You might attribute Johnny Worricker’s laid back cool to the slow pace of island life, except that Bill Nighy’s rogue MI5 agent was just as insouciant when he worked in Westminster. Nighy heads up an impressive cast (Christopher Walken! Winona Ryder! Helena Bonham Carter!) for this feature-length sequel to 2011 spy thriller Page Eight. Salting The Battlefield, the final part of writer-director David Hare’s trilogy, airs on Thursday.  

http://www.bbc.co.uk/iplayer/episode/b03yrjvc/Turks_and_Caicos/

W1A, BBC iPlayer

Incredibly brave? Or incredibly stupid? The BBC’s decision to lampoon its own executive staff could be filed in either category, but one thing it definitely is, is worth watching. Hugh Bonneville and Jessica Hynes reprise their Twenty Twelve roles as ineffectual new hire’s for the corporation’s sprawling bureaucracy. 
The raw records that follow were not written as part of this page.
/// Root logger with two sinks: the log file at the configured level and
/// stderr for errors (or everything with `-v`). Rotation of the file is left
/// to the platform's logrotate.
fn setup_logging(opt: &Opt) -> anyhow::Result<slog::Logger> {
    let file_level = parse_level(&opt.loglevel)
        .ok_or_else(|| anyhow::anyhow!("Unknown log level '{}'", opt.loglevel))?;
    let log_file = std::fs::OpenOptions::new()
        .create(true)
        .append(true)
        .open(&opt.logfile)?;

    let file_decorator = slog_term::PlainDecorator::new(log_file);
    let file_drain = slog_term::FullFormat::new(file_decorator).build().fuse();
    let file_drain = slog::LevelFilter::new(file_drain, file_level).fuse();

    let term_decorator = slog_term::PlainDecorator::new(std::io::stderr());
    let term_drain = slog_term::CompactFormat::new(term_decorator).build().fuse();
    let term_level = if opt.verbose {
        slog::Level::Debug
    } else {
        slog::Level::Error
    };
    let term_drain = slog::LevelFilter::new(term_drain, term_level).fuse();

    let drain = slog::Duplicate::new(file_drain, term_drain).fuse();
    let drain = slog_async::Async::new(drain).build().fuse();

    Ok(slog::Logger::root(
        drain,
        slog::o!("build" => GIT_VERSION, "pkg-version" => env!("CARGO_PKG_VERSION")),
    ))
}

fn load_config(path: &std::path::Path) -> anyhow::Result<config::Internal> {
    let config_string = std::fs::read_to_string(path)
        .map_err(|e| anyhow::anyhow!("Failed to read config file {}: {}", path.display(), e))?;
    let parsed_version: config::Version = serde_yaml::from_str(&config_string)
        .map_err(|e| anyhow::anyhow!("Failed to extract version from config file: {}", e))?;
    match parsed_version.version.unwrap_or(1) {
        1 => {
            let parsed: config::V1 = serde_yaml::from_str(&config_string)
                .map_err(|e| anyhow::anyhow!("Failed to parse config: {}", e))?;
            config::Internal::from_v1(parsed)
        }
        other => anyhow::bail!("Unsupported configuration version '{}' specified", other),
    }
}

/// Re-establish the lockdown of this service's own port: every whitelisted
/// address gets an ACCEPT and everything else is dropped. Inserts go to the
/// head of the chain, so the ACCEPTs are issued after the catch-all DROP and
/// end up in front of it.
async fn install_port_guards(
    ipt: &dyn BootstrapBackend,
    config: &config::Internal,
    log: &slog::Logger,
) -> Result<(), iptables::IptablesError> {
    let port = if config.outward_server {
        config.outward_server_port
    } else {
        config.local_server_port
    };
    let port = port.to_string();
    let dport_tag = format!("tcp dpt:{}", port);
    let sport_tag = format!("tcp spt:{}", port);

    slog::info!(log, "Deleting stale control-port rules"; "port" => port.clone());
    let rules = ipt.list().await?;
    for rule in rules.iter().filter(|r| {
        r.target.as_deref() == Some("DROP")
            && r.prot == "tcp"
            && ((r.chain == "INPUT" && r.extra == dport_tag)
                || (r.chain == "OUTPUT" && r.extra == sport_tag))
    }) {
        ipt.apply(Op::Delete, rule).await?;
    }

    slog::info!(log, "Dropping all traffic on the control port"; "port" => port.clone());
    ipt.exe(&["-I", "INPUT", "-p", "tcp", "--dport", port.as_str(), "-j", "DROP"])
        .await?;
    ipt.exe(&["-I", "OUTPUT", "-p", "tcp", "--sport", port.as_str(), "-j", "DROP"])
        .await?;

    slog::info!(log, "Accepting whitelisted addresses on the control port");
    for entry in &config.whitelist {
        let addr = entry.to_string();
        // delete a possibly stale ACCEPT first; absence is fine
        let _ = ipt
            .exe(&[
                "-D", "INPUT", "-p", "tcp", "--dport", port.as_str(), "-s", addr.as_str(), "-j", "ACCEPT",
            ])
            .await;
        let _ = ipt
            .exe(&[
                "-D", "OUTPUT", "-p", "tcp", "--sport", port.as_str(), "-d", addr.as_str(), "-j", "ACCEPT",
            ])
            .await;
        ipt.exe(&[
            "-I", "INPUT", "-p", "tcp", "--dport", port.as_str(), "-s", addr.as_str(), "-j", "ACCEPT",
        ])
        .await?;
        ipt.exe(&[
            "-I", "OUTPUT", "-p", "tcp", "--sport", port.as_str(), "-d", addr.as_str(), "-j", "ACCEPT",
        ])
        .await?;
    }

    Ok(())
}
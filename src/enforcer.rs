use std::collections::HashSet;
use std::sync::Arc;

use crate::cmdparse::Directives;
use crate::expiry::{ExpiryRequest, ExpiryWorker};
use crate::iptables::{IptablesError, Op, Rule, RuleBackend, SharedRegistry};

/// Depth of the command queue. Producers use a non-blocking send and treat a
/// full queue as an internal error.
pub const QUEUE_DEPTH: usize = 64;

#[derive(Debug, Clone, Copy, PartialEq, Eq)]
pub enum Modify {
    Insert,
    Delete,
    List,
}

#[derive(Debug)]
pub struct CommandMessage {
    pub modify: Modify,
    pub rule: Rule,
    pub directives: Directives,
}

/// Single consumer of the command queue. Deduplicates against an in-memory
/// set of rules this service installed, applies mutations through the
/// backend, and schedules timed deletions. Owning the only consumer is what
/// makes the duplicate-apply check race-free.
#[derive(Debug)]
pub struct CommandWorker {
    dispatch_channel: tokio::sync::mpsc::Sender<CommandMessage>,
}

impl CommandWorker {
    pub fn new(
        backend: Arc<dyn RuleBackend>,
        registry: SharedRegistry,
        default_expire: u64,
        log: slog::Logger,
    ) -> CommandWorker {
        let (sender, receiver) = tokio::sync::mpsc::channel(QUEUE_DEPTH);
        // The expiry worker feeds deletions back into the same queue.
        let expiry = ExpiryWorker::new(sender.clone(), log.new(slog::o!("worker" => "expiry")));
        tokio::task::spawn(async move {
            command_worker(
                receiver,
                backend,
                registry,
                expiry.clone_input_channel(),
                default_expire,
                log,
            )
            .await;
        });
        CommandWorker {
            dispatch_channel: sender,
        }
    }

    pub fn clone_input_channel(&self) -> tokio::sync::mpsc::Sender<CommandMessage> {
        self.dispatch_channel.clone()
    }
}

async fn command_worker(
    mut chan: tokio::sync::mpsc::Receiver<CommandMessage>,
    backend: Arc<dyn RuleBackend>,
    registry: SharedRegistry,
    expiry_channel: tokio::sync::mpsc::Sender<ExpiryRequest>,
    default_expire: u64,
    log: slog::Logger,
) -> () {
    // Pick up user chains created before a restart, then seed the in-memory
    // rule set from the subset of the live table this service manages.
    if let Err(e) = backend.load_chains().await {
        slog::error!(log, "Unable to refresh chain registry"; "error" => e.to_string());
    }
    let mut ruleset: HashSet<Rule> = match backend.read_simple_rules(None).await {
        Ok(rules) => rules.into_iter().filter(|r| r.target.is_some()).collect(),
        Err(e) => {
            slog::error!(log, "Unable to seed rule set from live table"; "error" => e.to_string());
            HashSet::new()
        }
    };
    slog::debug!(log, "Seeded rule set"; "rules" => ruleset.len());

    while let Some(message) = chan.recv().await {
        // A failed application must not kill the worker; the command was
        // already acknowledged to the client.
        if let Err(e) = handle_command(
            message,
            &mut ruleset,
            &backend,
            &registry,
            &expiry_channel,
            default_expire,
            &log,
        )
        .await
        {
            slog::error!(log, "Rule application failed"; "error" => e.to_string());
        }
    }
}

async fn handle_command(
    message: CommandMessage,
    ruleset: &mut HashSet<Rule>,
    backend: &Arc<dyn RuleBackend>,
    registry: &SharedRegistry,
    expiry_channel: &tokio::sync::mpsc::Sender<ExpiryRequest>,
    default_expire: u64,
    log: &slog::Logger,
) -> Result<(), IptablesError> {
    let CommandMessage {
        modify,
        rule,
        directives,
    } = message;

    let is_create = rule.target.as_deref() == Some("CREATE");
    // For chain management the duplicate check is registry membership; a
    // rename checks the name it would introduce.
    let exists = if is_create {
        let name = rule.chain.rsplit(':').next().unwrap_or(&rule.chain);
        registry.lock().unwrap().is_chain(name)
    } else {
        ruleset.contains(&rule)
    };
    slog::debug!(log, "Dequeued command"; "modify" => format!("{:?}", modify),
                 "rule" => format!("{:?}", rule), "exists" => exists);

    match modify {
        Modify::Insert => {
            if exists {
                slog::warn!(log, "Trying to insert existing rule. Command ignored.";
                            "rule" => format!("{:?}", rule));
                return Ok(());
            }
            let op = if is_create {
                if rule.chain.contains(':') {
                    Op::RenameChain
                } else {
                    Op::NewChain
                }
            } else {
                Op::Insert
            };
            backend.apply(op, &rule).await?;
            schedule_expiry(&rule, &directives, default_expire, expiry_channel, log).await;
            if is_create {
                let mut registry = registry.lock().unwrap();
                match rule.chain.split_once(':') {
                    Some((old, new)) => registry.rename_chain(old, new),
                    None => registry.add_chain(&rule.chain),
                }
            } else {
                ruleset.insert(rule);
            }
        }
        Modify::Delete => {
            if !exists {
                slog::warn!(log, "Trying to delete not existing rule. Command ignored.";
                            "rule" => format!("{:?}", rule));
                return Ok(());
            }
            let op = if is_create { Op::DestroyChain } else { Op::Delete };
            backend.apply(op, &rule).await?;
            if is_create {
                let name = rule.chain.rsplit(':').next().unwrap_or(&rule.chain);
                registry.lock().unwrap().remove_chain(name);
            } else {
                ruleset.remove(&rule);
            }
        }
        // Listings are served directly by the front-end.
        Modify::List => {}
    }
    Ok(())
}

/// Hand a freshly inserted rule to the expiry worker. An expiry of zero
/// means the rule is permanent.
async fn schedule_expiry(
    rule: &Rule,
    directives: &Directives,
    default_expire: u64,
    expiry_channel: &tokio::sync::mpsc::Sender<ExpiryRequest>,
    log: &slog::Logger,
) {
    let expire = directives.expire.unwrap_or(default_expire);
    if expire == 0 {
        return;
    }
    let request = ExpiryRequest {
        rule: rule.clone(),
        expire_secs: expire,
    };
    if let Err(e) = expiry_channel.send(request).await {
        slog::error!(log, "Failed to schedule rule expiry"; "error" => e.to_string());
    }
}
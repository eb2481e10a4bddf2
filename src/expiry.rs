use std::cmp::Ordering;
use std::collections::BinaryHeap;

use crate::cmdparse::Directives;
use crate::iptables::Rule;

/// Polling interval of the expiry queue; this is the time resolution of the
/// `expire` directive.
pub const POLL_INTERVAL: std::time::Duration = std::time::Duration::from_secs(1);

#[derive(Debug)]
pub struct ExpiryRequest {
    pub rule: Rule,
    pub expire_secs: u64,
}

// Heap entry ordered by deadline; the soonest deadline must surface first,
// so entries compare reversed for the max-heap.
#[derive(Debug)]
struct ExpiryEntry {
    deadline: tokio::time::Instant,
    expire_secs: u64,
    rule: Rule,
}

impl PartialEq for ExpiryEntry {
    fn eq(&self, other: &ExpiryEntry) -> bool {
        self.deadline == other.deadline && self.expire_secs == other.expire_secs
    }
}

impl Eq for ExpiryEntry {}

impl PartialOrd for ExpiryEntry {
    fn partial_cmp(&self, other: &ExpiryEntry) -> Option<Ordering> {
        Some(self.cmp(other))
    }
}

impl Ord for ExpiryEntry {
    fn cmp(&self, other: &ExpiryEntry) -> Ordering {
        other
            .deadline
            .cmp(&self.deadline)
            .then(other.expire_secs.cmp(&self.expire_secs))
    }
}

/// Single consumer of the expiry queue. Receives scheduling requests from
/// the command worker, keeps them ordered by deadline, and re-injects a
/// delete command for every rule whose deadline has passed.
#[derive(Debug)]
pub struct ExpiryWorker {
    dispatch_channel: tokio::sync::mpsc::Sender<ExpiryRequest>,
}

impl ExpiryWorker {
    pub fn new(
        cmd_channel: tokio::sync::mpsc::Sender<crate::enforcer::CommandMessage>,
        log: slog::Logger,
    ) -> ExpiryWorker {
        let (sender, receiver) = tokio::sync::mpsc::channel(crate::enforcer::QUEUE_DEPTH);
        tokio::task::spawn(async move {
            expiry_worker(receiver, cmd_channel, log).await;
        });
        ExpiryWorker {
            dispatch_channel: sender,
        }
    }

    pub fn clone_input_channel(&self) -> tokio::sync::mpsc::Sender<ExpiryRequest> {
        self.dispatch_channel.clone()
    }
}

async fn expiry_worker(
    mut chan: tokio::sync::mpsc::Receiver<ExpiryRequest>,
    cmd_channel: tokio::sync::mpsc::Sender<crate::enforcer::CommandMessage>,
    log: slog::Logger,
) -> () {
    let mut queue: BinaryHeap<ExpiryEntry> = BinaryHeap::new();
    let mut timer = tokio::time::interval_at(
        tokio::time::Instant::now() + POLL_INTERVAL,
        POLL_INTERVAL,
    );
    loop {
        tokio::select! {
            _ = timer.tick() => {
                let now = tokio::time::Instant::now();
                while queue.peek().map_or(false, |entry| entry.deadline <= now) {
                    let entry = queue.pop().unwrap();
                    slog::debug!(log, "Rule expired, requesting delete";
                                 "rule" => format!("{:?}", entry.rule),
                                 "expire" => entry.expire_secs);
                    let message = crate::enforcer::CommandMessage {
                        modify: crate::enforcer::Modify::Delete,
                        rule: entry.rule,
                        directives: Directives::default(),
                    };
                    if cmd_channel.send(message).await.is_err() {
                        slog::error!(log, "Command queue closed, dropping expiry");
                        return;
                    }
                }
            }
            request = chan.recv() => {
                let request = match request {
                    Some(request) => request,
                    None => break,
                };
                queue.push(ExpiryEntry {
                    deadline: tokio::time::Instant::now()
                        + std::time::Duration::from_secs(request.expire_secs),
                    expire_secs: request.expire_secs,
                    rule: request.rule,
                });
                slog::debug!(log, "Scheduled expiry"; "queued" => queue.len());
            }
        };
    }
}

#[cfg(test)]
mod tests {
    use super::*;
    use crate::enforcer::Modify;
    use crate::iptables::Rule;
    use std::time::Duration;

    fn test_logger() -> slog::Logger {
        slog::Logger::root(slog::Discard, slog::o!())
    }

    fn drop_rule(source: &str) -> Rule {
        Rule {
            chain: "INPUT".to_string(),
            target: Some("DROP".to_string()),
            source: source.to_string(),
            ..Rule::default()
        }
    }

    #[tokio::test(start_paused = true)]
    async fn test_due_rule_is_reissued_as_delete() {
        let (cmd_sender, mut cmd_receiver) = tokio::sync::mpsc::channel(16);
        let worker = ExpiryWorker::new(cmd_sender, test_logger());
        worker
            .clone_input_channel()
            .send(ExpiryRequest {
                rule: drop_rule("5.6.7.8"),
                expire_secs: 3,
            })
            .await
            .unwrap();

        // nothing is due before the deadline
        let early = tokio::time::timeout(Duration::from_secs(2), cmd_receiver.recv()).await;
        assert!(early.is_err());

        let message = tokio::time::timeout(Duration::from_secs(3), cmd_receiver.recv())
            .await
            .expect("expiry did not fire within poll resolution")
            .expect("worker hung up");
        assert_eq!(message.modify, Modify::Delete);
        assert_eq!(message.rule, drop_rule("5.6.7.8"));
        assert_eq!(message.directives, Directives::default());
    }

    #[tokio::test(start_paused = true)]
    async fn test_entries_fire_in_deadline_order() {
        let (cmd_sender, mut cmd_receiver) = tokio::sync::mpsc::channel(16);
        let worker = ExpiryWorker::new(cmd_sender, test_logger());
        let input = worker.clone_input_channel();
        input
            .send(ExpiryRequest {
                rule: drop_rule("2.2.2.2"),
                expire_secs: 5,
            })
            .await
            .unwrap();
        input
            .send(ExpiryRequest {
                rule: drop_rule("1.1.1.1"),
                expire_secs: 2,
            })
            .await
            .unwrap();

        let first = cmd_receiver.recv().await.unwrap();
        assert_eq!(first.rule.source, "1.1.1.1");
        let second = cmd_receiver.recv().await.unwrap();
        assert_eq!(second.rule.source, "2.2.2.2");
    }
}
use std::sync::Arc;

use base64::Engine as _;
use http_body_util::Full;
use hyper::body::{Bytes, Incoming};
use hyper::server::conn::http1;
use hyper::service::service_fn;
use hyper::{Method, Request, Response, StatusCode};
use hyper_util::rt::TokioIo;
use ipnetwork::Ipv4Network;

use crate::cmdparse::{self, Command, ModifyOverride};
use crate::config;
use crate::enforcer::{CommandMessage, Modify};
use crate::iptables::{Iptables, SharedRegistry, ANY_ADDR};
use crate::iputil;

const AUTH_REALM: &str = "private";
const PERSIST_SCRIPT: &str = "/etc/init.d/iptables-persistent";

const USAGE: &str = "\
rufw - remote firewall agent

  PUT    /<target>/<chain>/<iface>/<endpoint>[/<mask>][/<iface2>[/<endpoint2>[/<mask2>]]]
  DELETE /<target>/<chain>/<iface>/<endpoint>[/<mask>][/<iface2>[/<endpoint2>[/<mask2>]]]
  GET    /list[/<chain>]

  <target>   drop | accept | reject | snat | create | <user chain>
  <endpoint> IP[:PORT], 'any' as interface matches everything

  query parameters: expire=<n[s|m|h|d]>  wait=true  modify=insert|delete";

/// Shared state of both listeners.
pub struct ServerContext {
    pub cmd_channel: tokio::sync::mpsc::Sender<CommandMessage>,
    pub driver: Arc<Iptables>,
    pub registry: SharedRegistry,
    pub config: Arc<config::Internal>,
    pub log: slog::Logger,
}

fn http_resp(code: StatusCode, content: impl Into<String>) -> Response<Full<Bytes>> {
    let body = format!("{}\r\n", content.into());
    Response::builder()
        .status(code)
        .header(hyper::header::CONTENT_LENGTH, body.len())
        .body(Full::new(Bytes::from(body)))
        .unwrap()
}

fn auth_challenge() -> Response<Full<Bytes>> {
    Response::builder()
        .status(StatusCode::UNAUTHORIZED)
        .header(
            hyper::header::WWW_AUTHENTICATE,
            format!("Basic realm=\"{}\"", AUTH_REALM),
        )
        .header(hyper::header::CONNECTION, "close")
        .body(Full::new(Bytes::from("\r\n")))
        .unwrap()
}

/// Decode rfc2617 Basic credentials from an Authorization header value.
fn basic_auth_credentials(header: &str) -> Option<(String, String)> {
    let (method, data) = header.split_once(' ')?;
    if !method.eq_ignore_ascii_case("basic") {
        return None;
    }
    let decoded = base64::engine::general_purpose::STANDARD
        .decode(data.trim())
        .ok()?;
    let decoded = String::from_utf8(decoded).ok()?;
    let (user, password) = decoded.split_once(':')?;
    Some((user.to_string(), password.to_string()))
}

/// A rule endpoint conflicts with the whitelist when it is concrete and its
/// range touches any whitelisted range.
fn whitelist_conflict(addr: &str, whitelist: &[Ipv4Network]) -> bool {
    addr != ANY_ADDR && iputil::ip_in_list(addr, whitelist)
}

fn verb_to_modify(method: &Method) -> Option<Modify> {
    if *method == Method::PUT {
        Some(Modify::Insert)
    } else if *method == Method::DELETE {
        Some(Modify::Delete)
    } else if *method == Method::GET {
        Some(Modify::List)
    } else {
        None
    }
}

/// Save the live table through the platform's persistence script so rules
/// survive a reboot.
async fn persist_rules() -> Result<(), String> {
    if !std::path::Path::new(PERSIST_SCRIPT).is_file() {
        return Err(format!(
            "No {} script is installed. Please install it first!",
            PERSIST_SCRIPT
        ));
    }
    let status = tokio::process::Command::new(PERSIST_SCRIPT)
        .arg("save")
        .status()
        .await
        .map_err(|e| format!("Failed to launch {}: {}", PERSIST_SCRIPT, e))?;
    if !status.success() {
        return Err(format!("{} save exited with {}", PERSIST_SCRIPT, status));
    }
    Ok(())
}

/// Translate one request into a command, reject whitelist conflicts, and
/// acknowledge once the command is accepted onto the queue. The response is
/// an accept-ack; application happens asynchronously in the command worker.
async fn process(
    modify: Modify,
    req: &Request<Incoming>,
    ctx: &ServerContext,
) -> Response<Full<Bytes>> {
    let path = req.uri().path();
    let query = req.uri().query().unwrap_or("");

    let registry = ctx.registry.lock().unwrap().clone();
    let (command, directives) = match cmdparse::parse_command(path, query, &registry) {
        Ok(parsed) => parsed,
        Err(e) => {
            // a bad client request is not a server error
            slog::info!(ctx.log, "Rejected request"; "error" => e.to_string());
            return http_resp(StatusCode::BAD_REQUEST, format!("ERROR: {}", e));
        }
    };

    let (modify, rule) = match command {
        Command::Help => {
            if modify == Modify::List {
                return http_resp(StatusCode::OK, USAGE);
            }
            return http_resp(StatusCode::BAD_REQUEST, "ERROR: Unrecognized command.");
        }
        Command::List(chain) => {
            if modify != Modify::List {
                return http_resp(StatusCode::BAD_REQUEST, "ERROR: Unrecognized command.");
            }
            return match ctx.driver.read_simple_rules(chain.as_deref()).await {
                Ok(rules) => match serde_json::to_string(&rules) {
                    Ok(body) => http_resp(StatusCode::OK, body),
                    Err(e) => {
                        slog::error!(ctx.log, "Failed to serialize listing"; "error" => e.to_string());
                        http_resp(StatusCode::INTERNAL_SERVER_ERROR, "ERROR: Listing failed")
                    }
                },
                Err(e) => {
                    slog::error!(ctx.log, "Failed to list rules"; "error" => e.to_string());
                    http_resp(StatusCode::INTERNAL_SERVER_ERROR, "ERROR: Listing failed")
                }
            };
        }
        Command::Rule(rule) => {
            let effective = if modify == Modify::List {
                // GET carries a mutation only through the explicit override,
                // and only when the configuration allows it
                if !ctx.config.non_restful {
                    return http_resp(
                        StatusCode::BAD_REQUEST,
                        "ERROR: Unrecognized command. Non-restful disabled.",
                    );
                }
                match directives.modify {
                    Some(ModifyOverride::Insert) => Modify::Insert,
                    Some(ModifyOverride::Delete) => Modify::Delete,
                    None => {
                        return http_resp(
                            StatusCode::BAD_REQUEST,
                            "ERROR: Unrecognized command. Non-restful enabled, \
                             you need to provide modify parameter.",
                        )
                    }
                }
            } else {
                modify
            };
            (effective, rule)
        }
    };

    if whitelist_conflict(&rule.source, &ctx.config.whitelist)
        || whitelist_conflict(&rule.destination, &ctx.config.whitelist)
    {
        let msg = "Ignoring the request conflicting with the whitelist";
        slog::warn!(ctx.log, "{}", msg);
        return http_resp(StatusCode::BAD_REQUEST, format!("ERROR: {}", msg));
    }

    let ack = format!("{:?} {:?} {:?}", modify, rule, directives);
    let message = CommandMessage {
        modify,
        rule,
        directives,
    };
    slog::debug!(ctx.log, "Enqueueing command"; "command" => ack.clone());
    if let Err(e) = ctx.cmd_channel.try_send(message) {
        slog::error!(ctx.log, "Command queue unavailable"; "error" => e.to_string());
        return http_resp(
            StatusCode::INTERNAL_SERVER_ERROR,
            "ERROR: Command queue unavailable",
        );
    }

    if let Err(e) = persist_rules().await {
        slog::error!(ctx.log, "Failed to persist rules"; "error" => e.clone());
        return http_resp(StatusCode::INTERNAL_SERVER_ERROR, format!("ERROR: {}", e));
    }

    http_resp(StatusCode::OK, ack)
}

async fn handle_local(req: Request<Incoming>, ctx: Arc<ServerContext>) -> Response<Full<Bytes>> {
    match verb_to_modify(req.method()) {
        Some(modify) => process(modify, &req, &ctx).await,
        None => http_resp(StatusCode::METHOD_NOT_ALLOWED, "ERROR: Unsupported method"),
    }
}

async fn handle_outward(
    req: Request<Incoming>,
    peer: std::net::IpAddr,
    ctx: Arc<ServerContext>,
) -> Response<Full<Bytes>> {
    // authentication gates every verb
    let auth_header = req
        .headers()
        .get(hyper::header::AUTHORIZATION)
        .and_then(|v| v.to_str().ok())
        .unwrap_or("");
    match basic_auth_credentials(auth_header) {
        Some((user, password))
            if user == ctx.config.auth_username && password == ctx.config.auth_password => {}
        Some(_) => {
            slog::warn!(ctx.log, "Authentication attempt with wrong credentials";
                        "peer" => peer.to_string());
            return auth_challenge();
        }
        None => return auth_challenge(),
    }

    // The kernel rules installed at startup should have blocked strangers
    // already; this check is defense in depth.
    if !iputil::ip_in_list(&peer.to_string(), &ctx.config.whitelist) {
        slog::error!(ctx.log,
                     "Request from client IP which is not authorized in the whitelist. \
                      It should have been blocked by firewall.";
                     "peer" => peer.to_string());
        return http_resp(StatusCode::FORBIDDEN, "");
    }

    match verb_to_modify(req.method()) {
        Some(modify) => process(modify, &req, &ctx).await,
        None => http_resp(StatusCode::METHOD_NOT_ALLOWED, "ERROR: Unsupported method"),
    }
}

/// Plaintext listener on loopback. No authentication; reachable only from
/// the host itself.
pub async fn run_local(
    ctx: Arc<ServerContext>,
    listener: tokio::net::TcpListener,
) -> anyhow::Result<()> {
    slog::info!(ctx.log, "Serving HTTP";
                "addr" => format!("{:?}", listener.local_addr()?));
    loop {
        let (stream, _peer) = listener.accept().await?;
        let ctx = Arc::clone(&ctx);
        tokio::task::spawn(async move {
            let log = ctx.log.clone();
            let service = service_fn(move |req| {
                let ctx = Arc::clone(&ctx);
                async move { Ok::<_, std::convert::Infallible>(handle_local(req, ctx).await) }
            });
            if let Err(e) = http1::Builder::new()
                .serve_connection(TokioIo::new(stream), service)
                .await
            {
                slog::debug!(log, "Connection ended"; "error" => e.to_string());
            }
        });
    }
}

/// TLS listener for remote controllers. Requires Basic auth and a
/// whitelisted peer address.
pub async fn run_outward(
    ctx: Arc<ServerContext>,
    listener: tokio::net::TcpListener,
    acceptor: tokio_rustls::TlsAcceptor,
) -> anyhow::Result<()> {
    slog::info!(ctx.log, "Serving HTTPS";
                "addr" => format!("{:?}", listener.local_addr()?));
    loop {
        let (stream, peer) = listener.accept().await?;
        let acceptor = acceptor.clone();
        let ctx = Arc::clone(&ctx);
        tokio::task::spawn(async move {
            let log = ctx.log.clone();
            match acceptor.accept(stream).await {
                Ok(tls_stream) => {
                    let peer_ip = peer.ip();
                    let service = service_fn(move |req| {
                        let ctx = Arc::clone(&ctx);
                        async move {
                            Ok::<_, std::convert::Infallible>(
                                handle_outward(req, peer_ip, ctx).await,
                            )
                        }
                    });
                    if let Err(e) = http1::Builder::new()
                        .serve_connection(TokioIo::new(tls_stream), service)
                        .await
                    {
                        slog::debug!(log, "Connection ended"; "error" => e.to_string());
                    }
                }
                Err(e) => {
                    slog::warn!(log, "TLS handshake failed";
                                "peer" => peer.to_string(), "error" => e.to_string());
                }
            }
        });
    }
}

/// Build the TLS acceptor from PEM certificate and key files.
pub fn tls_acceptor(
    certfile: &std::path::Path,
    keyfile: &std::path::Path,
) -> anyhow::Result<tokio_rustls::TlsAcceptor> {
    let mut cert_reader = std::io::BufReader::new(std::fs::File::open(certfile)?);
    let certs = rustls_pemfile::certs(&mut cert_reader).collect::<Result<Vec<_>, _>>()?;
    let mut key_reader = std::io::BufReader::new(std::fs::File::open(keyfile)?);
    let key = rustls_pemfile::private_key(&mut key_reader)?
        .ok_or_else(|| anyhow::anyhow!("No private key found in {}", keyfile.display()))?;
    let tls_config = tokio_rustls::rustls::ServerConfig::builder()
        .with_no_client_auth()
        .with_single_cert(certs, key)?;
    Ok(tokio_rustls::TlsAcceptor::from(Arc::new(tls_config)))
}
http://www.bbc.co.uk/iplayer/episode/b03yvf3r/W1A_Episode_1/

The Widower, ITV Player

Jeff Pope, the writer behind several gripping dramas is ITV’s secret weapon. Barely a month goes by without another one of his biographical scripts reaching the screen. The real star of The Widower however, isn’t Pope, or his subject, real-life seriel killer Malcom Webster. It’s Reece Shearsmith from The League of Gentlemen, who is spectacularly creepy in the lead. 

https://www.itv.com/itvplayer/the-widower

Betas, Amazon Instant Video

Amazon Prime’s latest effort to steal the online TV crown from Netflix is this silicon valley set comedy drama - and original commission for the site. If you like Big Bang Theory you’ll appreciate Betas’ respectful showcasing of nerd subcultures and if you like Aaron Sorkin dramas, you’ll enjoy its warp-speed dialogue.